Os he enseñado lo que asimismo recibí: Que Cristo murió por nuestros pecados, conforme a las Escrituras; y que fue sepultado y que resucitó al tercer día, conforme a las Escrituras. (1º Cor. 15:3-4)
El Evangelio, la Buena Nueva, puede resumirse así: Dios se acerca al hombre y le tributa una buena acogida al pecador sobre la base de una justicia y perfectamente satisfecha por el sacrificio de Jesús.
En los Evangelios vemos a Jesucristo, venido a la Tierra, desplegando abundantemente la Gracia de Dios a favor de todos. Lo hizo para con una mujer adúltera, para con un malhechor clavada en una cruz, para con personas que no tenían esperanza alguna de ser liberadas de sus enfermedades y de sus pecados. Había venido para eso.
Cansancio, contradicción, traición, burlas... nada pudo detener Su Divino Amor, móvil de todo lo que hacía y de todo lo que decía.
Pero no solo había venido para hacer palpable el Amor de Dios. También era necesario que Él llevara nuestros pecados, que soportara el castigo de ellos, y que fuera hecho pecado para que, mediante Su muerte, el pecado fuera eliminado ante Dios.

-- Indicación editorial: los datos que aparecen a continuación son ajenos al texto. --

//! I/O modules for reading scene manifests and writing job lists

pub mod manifest;
pub mod list_file;

pub use manifest::{read_scene_manifest, SceneManifest};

Había venido para sustituirnos y cumplir la condena de muerte que merecíamos. De esa manera, Su muerte en nuestro lugar detuvo la demanda judicial entablada contra nosotros. Llegó a ser nuestra justicia, o sea, El que nos hizo justos ante Dios.
Cristo glorificó a Dios en todo de una manera incomparable en Su vida y en Su muerte. Era justo, pues, que Dios le resucitara y le hiciera sentar a Su derecha en el Cielo. Y allí donde Él está, allí estaremos también, compartiendo la felicidad del Padre, del Hijo y del Espíritu Santo de Dios.